Or am I just taking advantage of easy ways to shop, staying mindless of my role in making Jeff richer? Should I fault him for giving me what I want: Seemingly unlimited choices with rapid, free delivery to my door? Should the poor (or poorer) fault the rich who provide them with what they want? Shouldn’t Jeff, who has provided jobs directly and indirectly to enough people to fill a small city, be given his due? As one of my late relatives once said, “When’s the last time a poor guy wrote you a check?” Jeff writes lots of checks, pays lots of people. I don't live in the same financial universe as someone who pays 800,000 employees.  
 
But then there’s that envy thing that’s been around since forever. Someone has more stuff? Envy. And there’s the related emotion, jealousy, that emerges when a friend or loved one has given attention to or gotten attention from another. No wonder the planet is so green. It’s the common color of the envious and jealous that Iago describes as a monster. *
 
I don’t care that Jeff is rich. I don’t envy him. Would I like to be as rich as Croesus? Sure. But I’m not, and that I don’t have more wealth isn’t someone else’s fault. I didn’t come up with Jeff’s idea. And unlike Sam Walton, I didn’t expand a little Arkansas store into a giant big box retailer with about 2,000 stores and hundreds of thousands of employees, either. Why should I fault the founders of Amazon and Walmart for their successes? In a free market, I’m free to do what they did. And among the things I did was to purchase from Amazon and Walmart. Envy is a waste of energy. Follow Yoda’s advice here: “Do or do not.” Pretty simple, but an effective dismissal of envy.**
 
And yet, we’ll never rid ourselves of envy. Some will complain incessantly, wishing to be what others are and faulting them for being what they are. There’s a close parallel in Edwin Arlington Robinson’s poem “Miniver Cheevy.” ** In Miniver’s case, the envy is over the lives of knights in shining armor and the rich Medici. He believes he is born in a time when no one can have, as he calls it, “mediaeval grace.” Those who envy Jeff Bezos and the Waltons might think they were born too late to form successful companies and make inordinate wealth just as Miniver believes he was born too late to experience the heroism and grandeur of knights and the wealth of the Medici.
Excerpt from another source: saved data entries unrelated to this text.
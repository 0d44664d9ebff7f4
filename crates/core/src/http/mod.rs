//! HTTP pipeline: authenticated requests, token refresh and retry.

mod pipeline;
mod retry;
mod transport;
mod types;

pub use pipeline::HttpPipeline;
pub use retry::{
    is_logging_endpoint, is_retryable_status, RetryDecision, RetryPolicy, RetryState, LOGGING_URL,
    MAX_RETRY_COUNT,
};
pub use transport::{HttpTransport, ReqwestTransport};
pub use types::*;

/// Relative endpoint paths below `{scheme}{api_host}/v1`.
pub mod endpoints {
    pub const USER_CABINETS: &str = "/user/cabinets";
    pub const CLIENT_LOGGING: &str = "/clientLogging";

    pub fn predictive_search(cabinet_id: &str) -> String {
        format!("/filingLocations/{}/predictiveSearch", cabinet_id)
    }

    /// `encoded_query` must already be URL-encoded.
    pub fn quick_search(cabinet_id: &str, encoded_query: &str) -> String {
        format!("/filingLocations/{}/quickSearch?query={}", cabinet_id, encoded_query)
    }

    pub fn quick_search_configuration(cabinet_id: &str) -> String {
        format!("/filingLocations/{}/quickSearch/configuration", cabinet_id)
    }
}
//! Token refresh and login URL construction.

use std::time::Duration;

use async_trait::async_trait;
use reqwest::Client;
use serde::Deserialize;
use tracing::{debug, warn};

use crate::config::{ApiConfig, AuthConfig, HostData};

use super::{AuthError, SessionContext, TokenData, TokenPair};

/// OAuth grant used when exchanging a refresh token.
const GRANT_TYPE_REFRESH_TOKEN: &str = "refresh_token";
/// Query parameter carrying the host key through the login redirect.
const HOST_PARAMETER: &str = "sc";

/// Authentication backend.
///
/// The pipeline calls [`AuthProvider::refresh_token`] after a 401 and stores the
/// returned pair itself; implementations never write the session directly.
#[async_trait]
pub trait AuthProvider: Send + Sync {
    /// Exchange the current refresh token for a new access token.
    async fn refresh_token(&self, current: &TokenData) -> Result<TokenPair, AuthError>;

    /// URL the user is sent to for an interactive login on `host_key`.
    fn login_request_url(&self, host_key: &str) -> Result<String, AuthError>;

    /// Sign the user out and forget the session tokens.
    async fn log_out(&self, session: &SessionContext);
}

#[derive(Debug, Deserialize)]
struct OAuthTokenResponse {
    access_token: String,
    #[serde(default)]
    refresh_token: Option<String>,
}

/// OAuth 2 provider talking to the `/v1/OAuth` endpoint of the signed-in host.
pub struct OAuthProvider {
    client: Client,
    scheme: String,
    hosts: Vec<HostData>,
    auth: AuthConfig,
}

impl OAuthProvider {
    pub fn new(api: &ApiConfig, auth: &AuthConfig, timeout_secs: u32) -> Result<Self, AuthError> {
        let client = Client::builder()
            .timeout(Duration::from_secs(timeout_secs as u64))
            .build()
            .map_err(|e| AuthError::Network(e.to_string()))?;

        Ok(Self {
            client,
            scheme: api.scheme.clone(),
            hosts: api.hosts.clone(),
            auth: auth.clone(),
        })
    }

    fn token_url(&self, host_key: &str) -> Result<String, AuthError> {
        let host = self
            .hosts
            .iter()
            .find(|h| h.id == host_key)
            .ok_or_else(|| AuthError::UnknownHost(host_key.to_string()))?;
        Ok(format!("{}{}/v1/OAuth", self.scheme, host.api_url))
    }
}

#[async_trait]
impl AuthProvider for OAuthProvider {
    async fn refresh_token(&self, current: &TokenData) -> Result<TokenPair, AuthError> {
        let refresh_token = current
            .refresh_token
            .as_deref()
            .filter(|t| !t.is_empty())
            .ok_or(AuthError::MissingRefreshToken)?;
        let url = self.token_url(&current.host_key)?;

        debug!(host = %current.host_key, "Refreshing access token");

        let params = [
            ("grant_type", GRANT_TYPE_REFRESH_TOKEN),
            ("refresh_token", refresh_token),
            ("client_id", self.auth.client_id.as_str()),
        ];

        let response = self
            .client
            .post(&url)
            .form(&params)
            .send()
            .await
            .map_err(|e| AuthError::Network(e.to_string()))?;

        let status = response.status();
        if !status.is_success() {
            warn!(status = status.as_u16(), "Token refresh rejected");
            return Err(AuthError::Rejected(status.as_u16()));
        }

        let body: OAuthTokenResponse = response
            .json()
            .await
            .map_err(|e| AuthError::InvalidResponse(e.to_string()))?;

        Ok(TokenPair {
            access_token: body.access_token,
            refresh_token: body.refresh_token,
        })
    }

    fn login_request_url(&self, host_key: &str) -> Result<String, AuthError> {
        let base = self.token_url(host_key)?;
        Ok(format!(
            "{}/authorize?response_type=code&client_id={}&redirect_uri={}&{}={}",
            base,
            urlencoding::encode(&self.auth.client_id),
            urlencoding::encode(&self.auth.redirect_uri),
            HOST_PARAMETER,
            urlencoding::encode(host_key),
        ))
    }

    async fn log_out(&self, session: &SessionContext) {
        session.clear().await;
    }
}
Just keep in mind those words of Yoda: "Do, or do not."

 
*There is a distinction between envy and jealousy that lies in the object: Typically, we associate envy with others’ possessions, talents, or status, whereas we associate jealousy with unfaithful lovers or with the attention given by those from whom we seek attention, as in the case of sibling rivalries. No doubt, you can think of other examples of jealousy. In Othello, Shakespeare has Iago say, "Beware, my lord, of jealousy; it is the green-eyed monster...."

**Is it a coincidence that Yoda, who displays no envy or jealousy, is green?
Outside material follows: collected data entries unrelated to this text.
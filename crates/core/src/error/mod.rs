//! Chain errors raised while loading panel data, and the user messages they map to.

mod messages;

pub use messages::{
    ErrorMessages, MessageType, UserMessage, FILING_ERROR_MESSAGE, FILING_SUCCESS_MESSAGE,
    LAST_LOCATION_MESSAGE, PANEL_DEFAULT_ERROR_MESSAGE, SEARCH_DEFAULT_ERROR_MESSAGE,
    UNSUPPORTED_ITEM_MESSAGE,
};

use std::fmt;

use thiserror::Error;

use crate::http::RequestResult;

/// Which loading chain failed.
#[derive(Debug, Clone, Copy, PartialEq, Eq)]
pub enum ChainErrorType {
    Cabinet,
    PredictiveSearch,
    QuickSearch,
}

impl fmt::Display for ChainErrorType {
    fn fmt(&self, f: &mut fmt::Formatter<'_>) -> fmt::Result {
        match self {
            ChainErrorType::Cabinet => write!(f, "cabinet"),
            ChainErrorType::PredictiveSearch => write!(f, "predictive search"),
            ChainErrorType::QuickSearch => write!(f, "quick search"),
        }
    }
}

/// A failed step of a loading chain, carrying the request result that ended it.
#[derive(Debug, Clone, Error)]
#[error("{kind} failed with status {}: {message}", .request_result.status_code())]
pub struct ChainError {
    pub kind: ChainErrorType,
    pub request_result: RequestResult,
    pub message: String,
}

impl ChainError {
    pub fn new(kind: ChainErrorType, request_result: RequestResult) -> Self {
        Self {
            kind,
            request_result,
            message: "No error message".to_string(),
        }
    }

    pub fn with_message(mut self, message: impl Into<String>) -> Self {
        self.message = message.into();
        self
    }

    pub fn is_authentication_failed(&self) -> bool {
        self.request_result.is_authentication_failed()
    }

    pub fn status_code(&self) -> u16 {
        self.request_result.status_code()
    }
}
***Here’s the poem by Robinson:

Miniver Cheevy, child of scorn,
Grew lean while he assailed the seasons;
He wept that he was ever born,
And he had reasons.
 
Miniver loved the days of old
When swords were bright and steeds were prancing;
The vision of a warrior bold
Would set him dancing.
 
Miniver sighed for what was not,
And dreamed, and rested from his labors;
He dreamed of Thebes and Camelot,
And Priam's neighbors.
 
Miniver mourned the ripe renown
That made so many a name so fragrant;
He mourned Romance, now on the town,
And Art, a vagrant.
 
Miniver loved the Medici,
Albeit he had never seen one;
He would have sinned incessantly
Could he have been one.
 
Miniver cursed the commonplace
And eyed a khaki suit with loathing;
He missed the mediæval grace
Of iron clothing.
 
Miniver scorned the gold he sought
But sore annoyed was he without it;
Miniver thought, and thought, and thought,
And thought about it.
 
Miniver Cheevy, born too late,
Scratched his head and kept on thinking;
Miniver coughed, and called it fate,
And kept on drinking.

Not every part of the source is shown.